● **EXERCISE DIRECTIONS**
Copy out each line of the material in which the word "impl" appears.

● **SUPPLIED INFORMATION**

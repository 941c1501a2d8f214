//! The dual-level AST node model.
//!
//! Every reconstructed function is represented as (at least) two trees over one shared pool of
//! nodes: a low-level tree that mirrors the decoded instructions one primitive
//! assignment/call at a time, and a high-level tree produced from it by value propagation and
//! dead-assignment elimination. Nodes refer to their children by id, never by value, so
//! structurally identical subtrees may be shared across parents and across trees.

use crate::containers::unordered::UnorderedSet;
use crate::containers::InsertionOrderedSet;

/// Identity of a statement *or* an instruction. The two families deliberately share one id space:
/// provenance facts relate high-level statements to low-level instructions by id, which only works
/// if an id names a unique node across both families.
#[derive(Clone, Copy, PartialEq, Eq, Hash, PartialOrd, Ord)]
pub struct StmtId(pub(crate) usize);

/// Identity of an lvalue node.
#[derive(Clone, Copy, PartialEq, Eq, Hash, PartialOrd, Ord)]
pub struct LValId(pub(crate) usize);

/// Identity of an expression node.
#[derive(Clone, Copy, PartialEq, Eq, Hash, PartialOrd, Ord)]
pub struct ExprId(pub(crate) usize);

/// Identity of an interned type node.
#[derive(Clone, Copy, PartialEq, Eq, Hash, PartialOrd, Ord)]
pub struct TypeId(pub(crate) usize);

impl std::fmt::Debug for StmtId {
    fn fmt(&self, f: &mut std::fmt::Formatter) -> std::fmt::Result {
        write!(f, "s{}", self.0)
    }
}
impl std::fmt::Debug for LValId {
    fn fmt(&self, f: &mut std::fmt::Formatter) -> std::fmt::Result {
        write!(f, "l{}", self.0)
    }
}
impl std::fmt::Debug for ExprId {
    fn fmt(&self, f: &mut std::fmt::Formatter) -> std::fmt::Result {
        write!(f, "e{}", self.0)
    }
}
impl std::fmt::Debug for TypeId {
    fn fmt(&self, f: &mut std::fmt::Formatter) -> std::fmt::Result {
        write!(f, "t{}", self.0)
    }
}

/// The address span of the machine instruction(s) a node was reconstructed from.
#[derive(Clone, Copy, PartialEq, Eq, PartialOrd, Ord, Hash)]
pub struct AddrSpan {
    /// Address of the first originating instruction
    pub lo: u64,
    /// One past the last originating byte
    pub hi: u64,
}
impl std::fmt::Debug for AddrSpan {
    fn fmt(&self, f: &mut std::fmt::Formatter) -> std::fmt::Result {
        write!(f, "[{:#x}, {:#x})", self.lo, self.hi)
    }
}

/// Retention overrides on an assignment, set by the (out of scope) per-opcode lowering.
#[derive(Clone, Copy, PartialEq, Eq, Default, Debug)]
pub struct AssignFlags {
    /// Force retention even when the assigned value has been propagated downstream. Used for
    /// writes def-use analysis cannot see, such as struct or array element stores.
    pub expose: bool,
    /// The store must be materialized in the output regardless of any liveness evidence.
    pub must_materialize: bool,
}

impl AssignFlags {
    pub fn any(&self) -> bool {
        self.expose || self.must_materialize
    }
}

/// The target of a call instruction.
#[derive(Clone, PartialEq, Eq, Debug)]
pub enum CallTarget {
    /// Call to a named function
    Direct { name: String },
    /// Call through a computed address
    Indirect { callee: ExprId },
}

/// A statement or instruction node.
///
/// Statements are the structural family (blocks, branches, loops, ...); instructions are the two
/// primitive operation kinds (`Assign`, `Call`) that lowering emits one-or-more of per decoded
/// machine instruction.
#[derive(Clone, PartialEq, Eq, Debug)]
pub enum Stmt {
    /// A `{ ... }` grouping of statements
    Block { stmts: Vec<StmtId> },
    /// A straight-line run of instructions
    Seq { insts: Vec<StmtId> },
    /// An if/else. `else_stmt` is `None` for a one-armed branch.
    Branch {
        cond: ExprId,
        then_stmt: StmtId,
        else_stmt: Option<StmtId>,
    },
    /// A loop; `cond` of `None` loops forever (until broken out of by a `Goto`/`Return` inside)
    Loop { cond: Option<ExprId>, body: StmtId },
    /// Return from the function
    Return { value: Option<ExprId> },
    /// Unstructured jump to a label
    Goto { label: String },
    /// A switch over `scrutinee`; cases are `(match value, arm)` pairs
    Switch {
        scrutinee: ExprId,
        cases: Vec<(u64, StmtId)>,
        default: Option<StmtId>,
    },
    /// The assignment instruction `lhs = rhs`
    Assign {
        lhs: LValId,
        rhs: ExprId,
        flags: AssignFlags,
    },
    /// The call instruction. `kills` is the set of variable names whose propagated values the call
    /// invalidates (supplied by lowering; includes address-taken variables).
    Call {
        result: Option<LValId>,
        target: CallTarget,
        args: Vec<ExprId>,
        kills: Vec<String>,
    },
}

impl Stmt {
    /// True for the two instruction kinds, false for the structural statements.
    pub fn is_instruction(&self) -> bool {
        matches!(self, Stmt::Assign { .. } | Stmt::Call { .. })
    }
}

/// The sub-object selector carried by an lvalue.
#[derive(Clone, PartialEq, Eq, Debug)]
pub enum Offset {
    /// The whole object
    None,
    /// A named struct field at a byte offset
    Field { name: String, byte_offset: u64 },
    /// An array element; `scale` is the element size in bytes
    Index { index: ExprId, scale: u64 },
}

/// An lvalue node: a location that can be written.
#[derive(Clone, PartialEq, Eq, Debug)]
pub enum LVal {
    /// A named variable (resolved through the symbol tables)
    Var { name: String, offset: Offset },
    /// A memory location reached through a computed address
    Deref { addr: ExprId, offset: Offset },
}

#[derive(Clone, Copy, PartialEq, Eq, Hash, PartialOrd, Ord, Debug)]
pub enum UnaryOp {
    Neg,
    BitNot,
    LogicalNot,
}

impl UnaryOp {
    pub fn all_ops() -> Vec<Self> {
        use UnaryOp::*;
        vec![Neg, BitNot, LogicalNot]
    }

    pub fn symbol(&self) -> &'static str {
        match self {
            UnaryOp::Neg => "-",
            UnaryOp::BitNot => "~",
            UnaryOp::LogicalNot => "!",
        }
    }
}

#[derive(Clone, Copy, PartialEq, Eq, Hash, PartialOrd, Ord, Debug)]
pub enum BinaryOp {
    Add,
    Sub,
    Mul,
    UDiv,
    SDiv,
    URem,
    SRem,
    And,
    Or,
    Xor,
    Shl,
    LShr,
    AShr,
    Eq,
    Ne,
    ULt,
    ULe,
    SLt,
    SLe,
}

impl BinaryOp {
    pub fn all_ops() -> Vec<Self> {
        use BinaryOp::*;
        vec![
            Add, Sub, Mul, UDiv, SDiv, URem, SRem, And, Or, Xor, Shl, LShr, AShr, Eq, Ne, ULt,
            ULe, SLt, SLe,
        ]
    }

    pub fn symbol(&self) -> &'static str {
        match self {
            BinaryOp::Add => "+",
            BinaryOp::Sub => "-",
            BinaryOp::Mul => "*",
            BinaryOp::UDiv => "/u",
            BinaryOp::SDiv => "/",
            BinaryOp::URem => "%u",
            BinaryOp::SRem => "%",
            BinaryOp::And => "&",
            BinaryOp::Or => "|",
            BinaryOp::Xor => "^",
            BinaryOp::Shl => "<<",
            BinaryOp::LShr => ">>u",
            BinaryOp::AShr => ">>",
            BinaryOp::Eq => "==",
            BinaryOp::Ne => "!=",
            BinaryOp::ULt => "<u",
            BinaryOp::ULe => "<=u",
            BinaryOp::SLt => "<",
            BinaryOp::SLe => "<=",
        }
    }
}

/// An expression node.
#[derive(Clone, PartialEq, Eq, Debug)]
pub enum Expr {
    /// An integer literal of a given byte size
    Const { value: u64, size: u8 },
    /// A read of an lvalue
    Read { lval: LValId },
    /// A type cast
    Cast { ty: TypeId, arg: ExprId },
    Unary {
        op: UnaryOp,
        arg: ExprId,
    },
    Binary {
        op: BinaryOp,
        lhs: ExprId,
        rhs: ExprId,
    },
    Ternary {
        cond: ExprId,
        then_expr: ExprId,
        else_expr: ExprId,
    },
    AddressOf { lval: LValId },
    SizeOf { ty: TypeId },
    /// An expression substituted in by forward value propagation. `original` is the lvalue whose
    /// read was replaced; it is kept for traceability (the renderer shows only the substitute).
    Substituted { original: LValId, substitute: ExprId },
}

/// An interned type node. Types are pure values, so the pool deduplicates them structurally.
#[derive(Clone, PartialEq, Eq, Hash, PartialOrd, Ord, Debug)]
pub enum CType {
    Void,
    Int { size: u8, signed: bool },
    Float { size: u8 },
    Pointer { pointee: TypeId },
    Array { element: TypeId, count: u64 },
    Function { ret: TypeId, params: Vec<TypeId> },
    /// Reference to a struct layout registered in the global symbol table under `key`
    Struct { key: String },
    /// Reference to an enum definition registered in the global symbol table under `key`
    Enum { key: String },
    Typedef { name: String, aliased: TypeId },
}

● **ANSWER FOR THE TASK**
impl std::fmt::Debug for StmtId {
impl std::fmt::Debug for LValId {
impl std::fmt::Debug for ExprId {
impl std::fmt::Debug for TypeId {
impl std::fmt::Debug for AddrSpan {
impl AssignFlags {
impl Stmt {
impl UnaryOp {
impl BinaryOp {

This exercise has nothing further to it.